When you would reach for FlashAttention
FlashAttention comes up when the question is fundamentally about architecture.
Training a 70B model on 8K context that would not fit with standard attention.
When you would reach for Long-Context Model
When the inputs genuinely need to fit together and chunking + retrieval would lose context.
Claude Sonnet: 200K-token context — about 500 pages.
Frequently asked
What is the difference between FlashAttention and Long-Context Model?
FlashAttention: FlashAttention is an algorithm that computes exact attention faster and with much less memory by carefully tiling the computation to fit in GPU SRAM rather than going to HBM. Long-Context Model: A long-context model accepts very long inputs — 100K+ tokens, in some cases millions. Claude (200K), GPT-4o (128K), and Gemini 1.5 Pro (1M+) are current examples.

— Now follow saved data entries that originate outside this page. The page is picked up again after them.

// fans-core - distributed FFT-accelerated voxel FEM solver kernel
// Copyright (C) 2026 the fans-core contributors

// This program is free software: you can redistribute it and/or modify
// it under the terms of the GNU Affero General Public License as
// published by the Free Software Foundation, either version 3 of the
// License, or (at your option) any later version.

// This program is distributed in the hope that it will be useful,
// but WITHOUT ANY WARRANTY; without even the implied warranty of
// MERCHANTABILITY or FITNESS FOR A PARTICULAR PURPOSE.  See the
// GNU Affero General Public License for more details.

// You should have received a copy of the GNU Affero General Public License
// along with this program.  If not, see <https://www.gnu.org/licenses/>.

//! Configuration data handed to the solver by an external `Reader`.
//!
//! Parsing this out of an actual config file or an HDF5 attribute set is out
//! of scope for this crate; `SolverConfig` only pins down the shape of the
//! data a real reader would produce.

use serde::{Deserialize, Serialize};

use crate::error::SolverError;

/// Residual norm used by the [`crate::error_reducer::ErrorReducer`].
#[derive(Debug, Clone, Copy, PartialEq, Eq, Serialize, Deserialize)]
pub enum ErrorMeasure {
    L1,
    L2,
    Linfinity,
}

impl ErrorMeasure {
    pub fn parse(s: &str) -> Result<Self, SolverError> {
        match s {
            "L1" => Ok(Self::L1),
            "L2" => Ok(Self::L2),
            "Linfinity" => Ok(Self::Linfinity),
            other => Err(SolverError::Config(format!("unknown measure type: {other}"))),
        }
    }
}

/// Whether [`crate::error_reducer::ErrorReducer::compute_error`] reports an
/// absolute residual norm or one normalized by the iteration-0 value.
#[derive(Debug, Clone, Copy, PartialEq, Eq, Serialize, Deserialize)]
pub enum ErrorType {
    Absolute,
    Relative,
}

impl ErrorType {
    pub fn parse(s: &str) -> Result<Self, SolverError> {
        match s {
            "absolute" => Ok(Self::Absolute),
            "relative" => Ok(Self::Relative),
            other => Err(SolverError::Config(format!("unknown error type: {other}"))),
        }
    }
}

/// How per-rank local norms are combined into a global one in
/// [`crate::error_reducer::ErrorReducer`].
///
/// The reference FANS solver always reduces with `MPI_MAX`, even for L1/L2,
/// which understates the true global norm in exchange for a cheap,
/// conservative upper bound. `Max` preserves that behavior for
/// bit-compatibility with the reference; `AlgebraicSum` is the mathematically
/// correct alternative, exposed as a configurable switch rather than the
/// default.
#[derive(Debug, Clone, Copy, PartialEq, Eq, Serialize, Deserialize, Default)]
pub enum NormReduction {
    #[default]
    Max,
    AlgebraicSum,
}

/// Error-measurement configuration (`measure`/`type` pair in the reference
/// reader's `errorParameters` map).
#[derive(Debug, Clone, Serialize, Deserialize)]
pub struct ErrorParameters {
    pub measure: ErrorMeasure,
    #[serde(rename = "type")]
    pub error_type: ErrorType,
    #[serde(default)]
    pub norm_reduction: NormReduction,
}

/// Optional decomposition override. When absent, [`crate::grid::Decomposition`]
/// derives a block decomposition from `(nx, rank, size)`, the Rust-native
/// analogue of querying the FFT library's "local size" routine.
#[derive(Debug, Clone, Copy, Serialize, Deserialize)]
pub struct DecompositionOverride {
    pub local_n0: usize,
    pub local_0_start: usize,
    pub local_n1: usize,
    pub local_1_start: usize,
    pub alloc_local: usize,
}

/// Everything a `Reader` hands the solver that isn't the micro-structure
/// array or the material model itself.
#[derive(Debug, Clone, Serialize, Deserialize)]
pub struct SolverConfig {
    /// Global grid dimensions `(Nx, Ny, Nz)`.
    pub dims: [usize; 3],
    /// Physical cell sizes `(dx, dy, dz)`.
    pub cell_size: [f64; 3],
    /// Number of distinct material phases in the micro-structure.
    pub n_mat: usize,
    /// Maximum number of solver iterations.
    pub n_it: usize,
    /// Convergence tolerance on the configured error measure.
    pub tol: f64,
    pub error_parameters: ErrorParameters,
    /// Dataset names to emit during [`crate::homogenization`] post-processing.
    #[serde(default)]
    pub results_to_write: Vec<String>,
    /// Prefix used when composing output dataset paths.
    #[serde(default)]
    pub results_prefix: String,
    /// Base name of the micro-structure dataset, used to compose output
    /// dataset paths (`<ms_datasetname>_results/...`).
    #[serde(default)]
    pub ms_datasetname: String,
    /// Explicit decomposition, overriding the derived block decomposition.
    #[serde(default)]
    pub decomposition: Option<DecompositionOverride>,
}

impl SolverConfig {
    /// Physical domain lengths `(Lx, Ly, Lz) = (Nx*dx, Ny*dy, Nz*dz)`.
    pub fn lengths(&self) -> [f64; 3] {
        [
            self.dims[0] as f64 * self.cell_size[0],
            self.dims[1] as f64 * self.cell_size[1],
            self.dims[2] as f64 * self.cell_size[2],
        ]
    }
}

#[cfg(test)]
mod tests {
    use super::*;

    #[test]
    fn error_measure_roundtrips_through_parse() {
        assert_eq!(ErrorMeasure::parse("L1").unwrap(), ErrorMeasure::L1);
        assert_eq!(ErrorMeasure::parse("L2").unwrap(), ErrorMeasure::L2);
        assert_eq!(
            ErrorMeasure::parse("Linfinity").unwrap(),
            ErrorMeasure::Linfinity
        );
        assert!(ErrorMeasure::parse("bogus").is_err());
    }

    #[test]
    fn error_type_rejects_unknown_strings() {
        assert!(ErrorType::parse("absolute").is_ok());
        assert!(ErrorType::parse("relative").is_ok());
        assert!(matches!(
            ErrorType::parse("nonsense"),
            Err(SolverError::Config(_))
        ));
    }

    #[test]
    fn config_deserializes_from_json() {
        let json = serde_json::json!({
            "dims": [4, 4, 4],
            "cell_size": [1.0, 1.0, 1.0],
            "n_mat": 2,
            "n_it": 100,
            "tol": 1e-6,
            "error_parameters": {"measure": "L2", "type": "relative"}
        });
        let cfg: SolverConfig = serde_json::from_value(json).unwrap();
        assert_eq!(cfg.dims, [4, 4, 4]);
        assert_eq!(cfg.lengths(), [4.0, 4.0, 4.0]);
    }
}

When should I use FlashAttention vs Long-Context Model?
FlashAttention is the right concept when you are focused on architecture. When the inputs genuinely need to fit together and chunking + retrieval would lose context.
Are FlashAttention and Long-Context Model the same thing?
No. FlashAttention is architecture; Long-Context Model is inference. They are related but address different parts of the AI stack.